[Collected data]
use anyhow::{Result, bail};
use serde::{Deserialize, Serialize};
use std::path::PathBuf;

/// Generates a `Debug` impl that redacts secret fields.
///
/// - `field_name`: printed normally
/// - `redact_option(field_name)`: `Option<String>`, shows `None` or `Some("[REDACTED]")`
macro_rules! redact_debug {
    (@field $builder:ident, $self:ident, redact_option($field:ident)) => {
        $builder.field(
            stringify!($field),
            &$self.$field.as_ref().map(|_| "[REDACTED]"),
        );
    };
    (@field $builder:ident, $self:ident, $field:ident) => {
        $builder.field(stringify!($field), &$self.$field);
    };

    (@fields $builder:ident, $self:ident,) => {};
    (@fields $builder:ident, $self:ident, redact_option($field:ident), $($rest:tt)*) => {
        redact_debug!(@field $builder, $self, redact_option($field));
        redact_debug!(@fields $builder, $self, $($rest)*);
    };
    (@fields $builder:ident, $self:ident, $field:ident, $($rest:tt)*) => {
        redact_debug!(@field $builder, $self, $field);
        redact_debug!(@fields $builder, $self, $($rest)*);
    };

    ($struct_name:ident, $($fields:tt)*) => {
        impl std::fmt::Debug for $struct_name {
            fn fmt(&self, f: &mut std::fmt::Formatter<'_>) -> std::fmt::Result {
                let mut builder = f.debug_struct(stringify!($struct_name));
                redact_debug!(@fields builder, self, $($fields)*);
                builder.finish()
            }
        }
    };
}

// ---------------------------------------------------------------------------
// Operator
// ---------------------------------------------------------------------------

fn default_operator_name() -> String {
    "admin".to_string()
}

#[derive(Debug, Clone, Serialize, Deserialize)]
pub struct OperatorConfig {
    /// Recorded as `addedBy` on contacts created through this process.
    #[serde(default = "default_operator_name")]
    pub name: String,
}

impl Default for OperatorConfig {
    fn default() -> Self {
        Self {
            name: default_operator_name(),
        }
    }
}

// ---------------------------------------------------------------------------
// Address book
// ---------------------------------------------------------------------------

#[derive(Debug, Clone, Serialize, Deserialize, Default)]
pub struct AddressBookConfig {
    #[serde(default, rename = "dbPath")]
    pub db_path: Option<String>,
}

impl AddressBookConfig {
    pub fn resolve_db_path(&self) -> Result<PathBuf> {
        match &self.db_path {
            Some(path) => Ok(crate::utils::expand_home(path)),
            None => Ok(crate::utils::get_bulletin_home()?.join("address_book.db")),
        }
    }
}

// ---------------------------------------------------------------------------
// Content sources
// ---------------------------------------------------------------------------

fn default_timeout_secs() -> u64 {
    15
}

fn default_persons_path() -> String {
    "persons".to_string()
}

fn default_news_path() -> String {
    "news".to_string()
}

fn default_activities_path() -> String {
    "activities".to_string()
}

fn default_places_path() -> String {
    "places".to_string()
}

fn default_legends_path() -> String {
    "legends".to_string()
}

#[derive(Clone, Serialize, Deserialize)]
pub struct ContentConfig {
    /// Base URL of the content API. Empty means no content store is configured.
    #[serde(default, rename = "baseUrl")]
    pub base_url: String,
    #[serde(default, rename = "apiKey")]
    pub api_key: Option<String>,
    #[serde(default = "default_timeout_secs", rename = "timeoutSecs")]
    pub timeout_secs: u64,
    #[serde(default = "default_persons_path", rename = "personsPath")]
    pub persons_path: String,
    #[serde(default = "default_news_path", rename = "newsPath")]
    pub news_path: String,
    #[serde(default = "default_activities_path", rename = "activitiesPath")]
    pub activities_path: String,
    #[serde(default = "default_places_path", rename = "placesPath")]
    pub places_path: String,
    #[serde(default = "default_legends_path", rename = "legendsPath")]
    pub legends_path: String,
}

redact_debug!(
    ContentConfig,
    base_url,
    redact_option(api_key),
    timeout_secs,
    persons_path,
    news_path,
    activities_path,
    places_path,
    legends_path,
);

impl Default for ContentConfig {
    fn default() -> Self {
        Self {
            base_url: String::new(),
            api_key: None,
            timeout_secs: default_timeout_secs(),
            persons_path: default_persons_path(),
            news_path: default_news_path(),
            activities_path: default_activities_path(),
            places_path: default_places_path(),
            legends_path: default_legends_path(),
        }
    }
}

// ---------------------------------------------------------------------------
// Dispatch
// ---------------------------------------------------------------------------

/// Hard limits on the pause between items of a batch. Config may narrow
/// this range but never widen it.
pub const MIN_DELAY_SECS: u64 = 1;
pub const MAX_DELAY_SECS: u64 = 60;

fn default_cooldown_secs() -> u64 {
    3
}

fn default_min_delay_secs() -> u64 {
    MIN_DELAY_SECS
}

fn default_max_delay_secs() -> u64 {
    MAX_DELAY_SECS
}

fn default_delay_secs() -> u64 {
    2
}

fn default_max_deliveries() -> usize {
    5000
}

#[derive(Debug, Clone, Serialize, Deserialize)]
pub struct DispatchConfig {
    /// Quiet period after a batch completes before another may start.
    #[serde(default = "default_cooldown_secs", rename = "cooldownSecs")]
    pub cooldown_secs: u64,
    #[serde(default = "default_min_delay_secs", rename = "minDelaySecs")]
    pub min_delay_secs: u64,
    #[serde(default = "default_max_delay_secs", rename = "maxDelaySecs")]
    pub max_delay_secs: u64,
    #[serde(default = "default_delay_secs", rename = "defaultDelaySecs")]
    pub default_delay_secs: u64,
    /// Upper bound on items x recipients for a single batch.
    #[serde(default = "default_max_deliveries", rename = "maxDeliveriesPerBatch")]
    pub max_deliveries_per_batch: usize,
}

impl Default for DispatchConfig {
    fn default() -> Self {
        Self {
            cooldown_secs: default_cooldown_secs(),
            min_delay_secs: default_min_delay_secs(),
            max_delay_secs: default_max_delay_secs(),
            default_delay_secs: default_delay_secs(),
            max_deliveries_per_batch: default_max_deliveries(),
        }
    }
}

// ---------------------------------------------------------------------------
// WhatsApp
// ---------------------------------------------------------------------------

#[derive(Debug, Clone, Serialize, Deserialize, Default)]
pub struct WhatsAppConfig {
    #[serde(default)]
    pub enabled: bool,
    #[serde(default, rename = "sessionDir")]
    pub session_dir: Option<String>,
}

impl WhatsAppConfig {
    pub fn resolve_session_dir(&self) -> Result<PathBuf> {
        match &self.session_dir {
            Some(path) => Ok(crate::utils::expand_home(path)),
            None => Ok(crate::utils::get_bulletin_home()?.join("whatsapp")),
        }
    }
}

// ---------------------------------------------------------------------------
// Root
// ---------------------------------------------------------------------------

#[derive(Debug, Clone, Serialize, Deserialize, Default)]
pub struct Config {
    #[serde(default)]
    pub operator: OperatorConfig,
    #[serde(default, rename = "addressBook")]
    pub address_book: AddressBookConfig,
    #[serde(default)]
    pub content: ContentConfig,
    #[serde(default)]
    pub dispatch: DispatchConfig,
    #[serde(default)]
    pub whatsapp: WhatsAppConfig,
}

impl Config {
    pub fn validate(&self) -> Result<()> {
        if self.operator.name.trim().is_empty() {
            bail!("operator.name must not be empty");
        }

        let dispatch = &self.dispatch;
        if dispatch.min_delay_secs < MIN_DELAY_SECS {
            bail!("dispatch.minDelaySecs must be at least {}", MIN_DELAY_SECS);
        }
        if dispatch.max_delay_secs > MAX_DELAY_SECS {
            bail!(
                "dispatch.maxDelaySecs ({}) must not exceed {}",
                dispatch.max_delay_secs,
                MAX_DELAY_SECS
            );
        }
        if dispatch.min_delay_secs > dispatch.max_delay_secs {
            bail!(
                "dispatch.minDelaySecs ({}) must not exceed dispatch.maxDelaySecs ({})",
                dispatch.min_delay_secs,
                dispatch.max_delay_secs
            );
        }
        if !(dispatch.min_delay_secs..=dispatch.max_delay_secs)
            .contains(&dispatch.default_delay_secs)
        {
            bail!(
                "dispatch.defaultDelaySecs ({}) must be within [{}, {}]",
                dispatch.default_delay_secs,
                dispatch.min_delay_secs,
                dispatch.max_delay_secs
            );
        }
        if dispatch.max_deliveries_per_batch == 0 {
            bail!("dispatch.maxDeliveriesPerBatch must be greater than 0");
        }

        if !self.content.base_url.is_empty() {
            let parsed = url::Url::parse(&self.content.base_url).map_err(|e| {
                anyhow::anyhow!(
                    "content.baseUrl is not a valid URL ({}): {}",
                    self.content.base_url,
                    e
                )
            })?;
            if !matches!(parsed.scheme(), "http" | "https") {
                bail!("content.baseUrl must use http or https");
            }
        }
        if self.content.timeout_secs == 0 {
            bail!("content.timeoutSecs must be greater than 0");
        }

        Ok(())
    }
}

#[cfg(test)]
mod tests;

◆ **Goal of the exercise**:
When the line with "redact_debug!(@field $builder, $self, redact_option($field));" is reached in the data above, start copying there, and copy each line exactly until the line with "impl std::fmt::Debug for" has been copied; copy nothing else.

◆ **Exercise solution**:
        redact_debug!(@field $builder, $self, redact_option($field));
        redact_debug!(@fields $builder, $self, $($rest)*);
    };
    (@fields $builder:ident, $self:ident, $field:ident, $($rest:tt)*) => {
        redact_debug!(@field $builder, $self, $field);
        redact_debug!(@fields $builder, $self, $($rest)*);
    };

    ($struct_name:ident, $($fields:tt)*) => {
        impl std::fmt::Debug for $struct_name {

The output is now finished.